▶ _ABOUT THIS TASK_: In full and without change, return each entry.

▶ _DATA LISTING_:
//! # Storage Layer
//!
//! On-disk project layout and configuration.
//!
//! | Data | Format | Location |
//! |------|--------|----------|
//! | Project config | TOML | `.shape/config.toml` |
//! | Global config | TOML | platform config dir, `config.toml` |
//! | Models | JSON AST | `model/` by default, see `sources` |
//!
//! ```text
//! .shape/
//! └── config.toml           # Project configuration
//! model/
//! └── example.json          # Model sources
//! ```

mod config;
mod project;

pub use config::{Config, ConfigError, GlobalConfig, OutputFormat, ProjectConfig, ValidatorsConfig};
pub use project::{Project, ProjectError};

▶ _ANSWER SPACE_:
//! # Storage Layer
//!
//! On-disk project layout and configuration.
//!
//! | Data | Format | Location |
//! |------|--------|----------|
//! | Project config | TOML | `.shape/config.toml` |
//! | Global config | TOML | platform config dir, `config.toml` |
//! | Models | JSON AST | `model/` by default, see `sources` |
//!
//! ```text
//! .shape/
//! └── config.toml           # Project configuration
//! model/
//! └── example.json          # Model sources
//! ```

mod config;
mod project;

pub use config::{Config, ConfigError, GlobalConfig, OutputFormat, ProjectConfig, ValidatorsConfig};
pub use project::{Project, ProjectError};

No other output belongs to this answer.